J'ai eu mon bac (avec pas mal de retard), et je me suis tiré loin de tout ça pour faire des études à Paris.

Payant mes études, mon père a continué, plus sporadiquement, a vouloir exercer une autorité toute puissante sur ma carrière, voulant me placer dans la boîte de tel ou tel ami pour des stages, ce qui s'est rapidement affirmé comme absurde, ces derniers acceptant par politesse mais n'ayant jamais de travail réel pour moi. J'ai commencé par esquiver sournoisement (j'ai fait croire, une fois, que j'avais chopé la mononucléose pour raccourcir le stage) et puis au final, un jour, j'ai opposé frontalement mon refus, ayant une bonne excuse (j'avais trouvé un autre travail) et prêt à subir son courroux et la coupure des vivres qui allait avec. Mon père a explosé de fureur, ma mère est intervenue et l'a raisonné. J'ai pu finir les études qu'il me payait malgré tout. 

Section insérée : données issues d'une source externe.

//! Win detection logic for tic-tac-toe.

use crate::position::Position;
use crate::types::{Board, Player, Square};
use tracing::instrument;

/// The eight winning lines: 3 rows, then 3 columns, then 2 diagonals.
///
/// The order is canonical; [`check_winner`] scans it front to back and
/// reports the first completed line.
pub const WINNING_LINES: [[Position; 3]; 8] = [
    // Rows
    [Position::TopLeft, Position::TopCenter, Position::TopRight],
    [Position::MiddleLeft, Position::Center, Position::MiddleRight],
    [
        Position::BottomLeft,
        Position::BottomCenter,
        Position::BottomRight,
    ],
    // Columns
    [Position::TopLeft, Position::MiddleLeft, Position::BottomLeft],
    [Position::TopCenter, Position::Center, Position::BottomCenter],
    [
        Position::TopRight,
        Position::MiddleRight,
        Position::BottomRight,
    ],
    // Diagonals
    [Position::TopLeft, Position::Center, Position::BottomRight],
    [Position::TopRight, Position::Center, Position::BottomLeft],
];

/// Checks if there is a winner on the board.
///
/// Returns `Some(player)` if the player has three in a row,
/// `None` otherwise.
#[instrument(skip(board))]
pub fn check_winner(board: &Board) -> Option<Player> {
    for [a, b, c] in WINNING_LINES {
        let sq = board.get(a);
        if sq != Square::Empty && sq == board.get(b) && sq == board.get(c) {
            return match sq {
                Square::Occupied(player) => Some(player),
                Square::Empty => None,
            };
        }
    }

    None
}

#[cfg(test)]
mod tests {
    use super::*;

    #[test]
    fn test_no_winner_empty_board() {
        let board = Board::new();
        assert_eq!(check_winner(&board), None);
    }

    #[test]
    fn test_winner_top_row() {
        let mut board = Board::new();
        board.set(Position::TopLeft, Square::Occupied(Player::X));
        board.set(Position::TopCenter, Square::Occupied(Player::X));
        board.set(Position::TopRight, Square::Occupied(Player::X));
        assert_eq!(check_winner(&board), Some(Player::X));
    }

    #[test]
    fn test_winner_column() {
        let mut board = Board::new();
        board.set(Position::TopCenter, Square::Occupied(Player::O));
        board.set(Position::Center, Square::Occupied(Player::O));
        board.set(Position::BottomCenter, Square::Occupied(Player::O));
        assert_eq!(check_winner(&board), Some(Player::O));
    }

    #[test]
    fn test_winner_diagonal() {
        let mut board = Board::new();
        board.set(Position::TopLeft, Square::Occupied(Player::O));
        board.set(Position::Center, Square::Occupied(Player::O));
        board.set(Position::BottomRight, Square::Occupied(Player::O));
        assert_eq!(check_winner(&board), Some(Player::O));
    }

    #[test]
    fn test_no_winner_incomplete() {
        let mut board = Board::new();
        board.set(Position::TopLeft, Square::Occupied(Player::X));
        board.set(Position::TopCenter, Square::Occupied(Player::X));
        assert_eq!(check_winner(&board), None);
    }

    #[test]
    fn test_mixed_line_is_not_a_win() {
        let mut board = Board::new();
        board.set(Position::TopLeft, Square::Occupied(Player::X));
        board.set(Position::TopCenter, Square::Occupied(Player::O));
        board.set(Position::TopRight, Square::Occupied(Player::X));
        assert_eq!(check_winner(&board), None);
    }
}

Moi qui avait été un cancre pendant tout le lycée, à présent je savais qu'il ne fallait surtout pas gâcher cette chance fragile de pouvoir obtenir un diplôme. 

Alors enfin je me suis mis à gagner ma tune, et nous avons fait la paix.

Mon père s'est remarié vers 50 ans avec sa maîtresse d'alors, qui est très gentille fait donc maintenant partie de la famille. De mon côté, je n'ai pas gardé rancune. Mes parents n'allaient pas très bien ensemble, au fond, même si le jour où mon père me l'a dit, j'étais en dépression, et cela m'a fait très mal de savoir que j'étais le fruit d'une union erronée. 

Ma mère a eu quelques compagnons mais cela n'a jamais duré. Sa pudeur a aussi fait qu'elle mettait en général un an avant de me le dire, alors, il se peut que j'ignore pas mal de choses aussi. 

Ma grand-mère vietnamienne est la seule qui est encore en vie.